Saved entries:

:::

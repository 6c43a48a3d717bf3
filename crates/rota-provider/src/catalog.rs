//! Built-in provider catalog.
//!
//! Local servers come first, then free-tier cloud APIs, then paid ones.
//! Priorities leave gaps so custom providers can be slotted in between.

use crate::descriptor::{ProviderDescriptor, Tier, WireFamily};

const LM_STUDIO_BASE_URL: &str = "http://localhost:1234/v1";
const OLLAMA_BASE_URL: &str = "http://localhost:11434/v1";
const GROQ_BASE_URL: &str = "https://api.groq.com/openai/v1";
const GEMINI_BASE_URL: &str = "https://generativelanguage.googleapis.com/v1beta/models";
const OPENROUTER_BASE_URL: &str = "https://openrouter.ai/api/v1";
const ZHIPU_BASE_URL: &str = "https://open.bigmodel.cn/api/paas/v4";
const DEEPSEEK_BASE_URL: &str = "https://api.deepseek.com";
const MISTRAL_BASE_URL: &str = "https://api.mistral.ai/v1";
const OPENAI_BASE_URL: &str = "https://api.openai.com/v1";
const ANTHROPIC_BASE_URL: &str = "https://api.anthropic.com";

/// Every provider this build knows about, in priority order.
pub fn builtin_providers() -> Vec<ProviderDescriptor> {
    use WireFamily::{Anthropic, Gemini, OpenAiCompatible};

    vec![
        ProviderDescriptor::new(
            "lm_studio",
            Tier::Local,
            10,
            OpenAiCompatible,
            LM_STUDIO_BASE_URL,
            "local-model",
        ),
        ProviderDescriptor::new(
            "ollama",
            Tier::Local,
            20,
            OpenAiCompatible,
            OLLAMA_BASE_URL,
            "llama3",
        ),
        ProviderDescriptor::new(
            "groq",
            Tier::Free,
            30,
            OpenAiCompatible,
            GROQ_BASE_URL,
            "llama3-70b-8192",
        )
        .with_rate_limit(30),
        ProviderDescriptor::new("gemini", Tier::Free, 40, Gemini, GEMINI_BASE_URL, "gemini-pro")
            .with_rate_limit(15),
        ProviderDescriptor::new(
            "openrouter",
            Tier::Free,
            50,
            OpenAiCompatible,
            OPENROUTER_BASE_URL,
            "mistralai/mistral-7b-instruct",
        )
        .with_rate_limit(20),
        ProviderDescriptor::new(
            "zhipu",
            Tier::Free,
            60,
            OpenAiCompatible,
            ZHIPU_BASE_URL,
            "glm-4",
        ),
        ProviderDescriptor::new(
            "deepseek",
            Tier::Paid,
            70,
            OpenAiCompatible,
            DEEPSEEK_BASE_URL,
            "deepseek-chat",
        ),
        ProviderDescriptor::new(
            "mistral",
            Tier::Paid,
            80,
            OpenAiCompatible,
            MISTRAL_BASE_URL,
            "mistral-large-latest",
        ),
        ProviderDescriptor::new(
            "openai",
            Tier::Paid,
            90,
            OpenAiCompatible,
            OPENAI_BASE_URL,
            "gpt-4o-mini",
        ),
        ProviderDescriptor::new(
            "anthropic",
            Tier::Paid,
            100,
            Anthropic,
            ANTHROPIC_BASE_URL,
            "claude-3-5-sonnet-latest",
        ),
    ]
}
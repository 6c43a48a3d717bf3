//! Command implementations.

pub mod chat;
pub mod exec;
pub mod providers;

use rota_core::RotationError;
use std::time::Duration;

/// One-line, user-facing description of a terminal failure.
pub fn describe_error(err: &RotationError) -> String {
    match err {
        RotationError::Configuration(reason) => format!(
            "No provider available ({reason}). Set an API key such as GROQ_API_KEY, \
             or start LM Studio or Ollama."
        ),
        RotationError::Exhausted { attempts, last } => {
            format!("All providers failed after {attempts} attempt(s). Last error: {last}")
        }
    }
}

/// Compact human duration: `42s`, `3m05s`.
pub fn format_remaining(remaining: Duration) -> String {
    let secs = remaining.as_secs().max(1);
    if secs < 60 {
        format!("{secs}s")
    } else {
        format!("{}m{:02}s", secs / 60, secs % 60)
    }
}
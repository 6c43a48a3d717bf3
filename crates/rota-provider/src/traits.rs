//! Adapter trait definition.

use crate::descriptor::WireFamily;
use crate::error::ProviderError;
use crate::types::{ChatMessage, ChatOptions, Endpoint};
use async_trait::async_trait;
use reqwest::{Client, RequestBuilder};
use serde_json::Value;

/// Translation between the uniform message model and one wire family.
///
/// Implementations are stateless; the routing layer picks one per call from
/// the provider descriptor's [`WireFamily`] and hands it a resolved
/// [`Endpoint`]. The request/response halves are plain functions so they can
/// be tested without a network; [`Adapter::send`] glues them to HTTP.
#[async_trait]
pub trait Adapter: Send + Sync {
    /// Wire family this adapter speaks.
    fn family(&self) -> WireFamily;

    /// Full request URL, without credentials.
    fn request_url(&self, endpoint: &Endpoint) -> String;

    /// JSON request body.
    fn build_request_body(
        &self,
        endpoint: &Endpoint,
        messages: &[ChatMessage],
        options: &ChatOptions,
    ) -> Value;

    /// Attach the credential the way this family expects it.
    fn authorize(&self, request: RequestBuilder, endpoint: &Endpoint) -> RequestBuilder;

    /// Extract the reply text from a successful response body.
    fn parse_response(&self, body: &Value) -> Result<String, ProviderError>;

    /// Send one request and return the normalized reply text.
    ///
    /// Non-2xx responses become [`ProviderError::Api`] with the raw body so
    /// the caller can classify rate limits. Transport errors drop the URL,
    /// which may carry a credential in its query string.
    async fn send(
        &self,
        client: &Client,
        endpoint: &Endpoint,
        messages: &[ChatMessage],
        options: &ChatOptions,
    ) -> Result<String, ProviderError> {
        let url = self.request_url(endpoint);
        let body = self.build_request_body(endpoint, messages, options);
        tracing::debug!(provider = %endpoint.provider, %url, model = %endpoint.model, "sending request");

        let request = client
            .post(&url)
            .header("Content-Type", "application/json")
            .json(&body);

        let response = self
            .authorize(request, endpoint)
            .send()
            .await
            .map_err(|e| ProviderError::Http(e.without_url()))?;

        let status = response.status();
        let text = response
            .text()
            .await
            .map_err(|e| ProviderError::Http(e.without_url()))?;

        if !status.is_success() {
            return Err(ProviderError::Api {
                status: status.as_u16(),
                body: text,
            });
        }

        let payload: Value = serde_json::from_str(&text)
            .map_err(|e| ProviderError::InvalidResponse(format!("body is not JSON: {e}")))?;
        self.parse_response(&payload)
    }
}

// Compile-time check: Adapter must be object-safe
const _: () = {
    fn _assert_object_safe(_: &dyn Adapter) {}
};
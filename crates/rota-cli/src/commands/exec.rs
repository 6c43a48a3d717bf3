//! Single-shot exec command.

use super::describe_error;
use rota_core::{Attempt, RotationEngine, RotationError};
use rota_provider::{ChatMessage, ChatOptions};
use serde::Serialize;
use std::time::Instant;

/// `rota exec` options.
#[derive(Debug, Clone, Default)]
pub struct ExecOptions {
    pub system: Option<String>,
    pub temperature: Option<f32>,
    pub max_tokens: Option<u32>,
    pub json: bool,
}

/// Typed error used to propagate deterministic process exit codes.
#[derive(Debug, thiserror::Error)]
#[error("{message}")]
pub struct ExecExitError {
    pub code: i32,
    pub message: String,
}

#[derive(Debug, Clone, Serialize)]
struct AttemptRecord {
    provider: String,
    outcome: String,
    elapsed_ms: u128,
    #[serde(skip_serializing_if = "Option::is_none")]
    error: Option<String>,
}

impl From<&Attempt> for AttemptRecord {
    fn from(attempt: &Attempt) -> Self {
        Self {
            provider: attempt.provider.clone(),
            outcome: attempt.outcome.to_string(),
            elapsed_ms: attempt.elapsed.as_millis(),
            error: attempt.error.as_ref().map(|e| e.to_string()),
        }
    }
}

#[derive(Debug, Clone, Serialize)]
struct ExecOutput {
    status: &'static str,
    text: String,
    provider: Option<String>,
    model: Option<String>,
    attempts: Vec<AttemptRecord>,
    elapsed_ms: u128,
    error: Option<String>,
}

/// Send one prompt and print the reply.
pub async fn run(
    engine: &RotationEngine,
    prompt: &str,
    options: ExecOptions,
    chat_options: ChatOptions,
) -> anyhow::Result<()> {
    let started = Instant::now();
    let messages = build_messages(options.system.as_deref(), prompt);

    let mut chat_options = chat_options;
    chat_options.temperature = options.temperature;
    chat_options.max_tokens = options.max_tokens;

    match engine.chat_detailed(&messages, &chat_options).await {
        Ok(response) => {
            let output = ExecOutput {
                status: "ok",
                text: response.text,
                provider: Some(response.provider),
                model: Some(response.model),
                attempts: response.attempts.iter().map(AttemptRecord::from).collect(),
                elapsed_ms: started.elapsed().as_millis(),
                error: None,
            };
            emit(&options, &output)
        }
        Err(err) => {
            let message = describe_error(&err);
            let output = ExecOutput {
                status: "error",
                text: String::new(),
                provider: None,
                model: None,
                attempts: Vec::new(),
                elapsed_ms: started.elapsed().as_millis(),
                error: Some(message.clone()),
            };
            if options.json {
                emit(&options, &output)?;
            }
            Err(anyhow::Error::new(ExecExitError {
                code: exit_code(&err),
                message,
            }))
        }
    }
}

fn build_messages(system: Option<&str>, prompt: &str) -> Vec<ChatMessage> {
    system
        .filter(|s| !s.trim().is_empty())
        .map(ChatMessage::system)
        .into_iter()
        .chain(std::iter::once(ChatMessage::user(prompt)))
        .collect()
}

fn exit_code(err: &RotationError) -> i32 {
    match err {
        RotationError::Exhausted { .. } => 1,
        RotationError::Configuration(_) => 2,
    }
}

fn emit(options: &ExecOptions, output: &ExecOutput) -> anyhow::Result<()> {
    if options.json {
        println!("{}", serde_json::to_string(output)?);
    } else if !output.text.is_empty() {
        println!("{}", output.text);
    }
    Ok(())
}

:::

TASK DIRECTIONS:
In the entries above, tally the lines that include the string "ExecOutput". Give the figure only.

ANSWER BOX:
4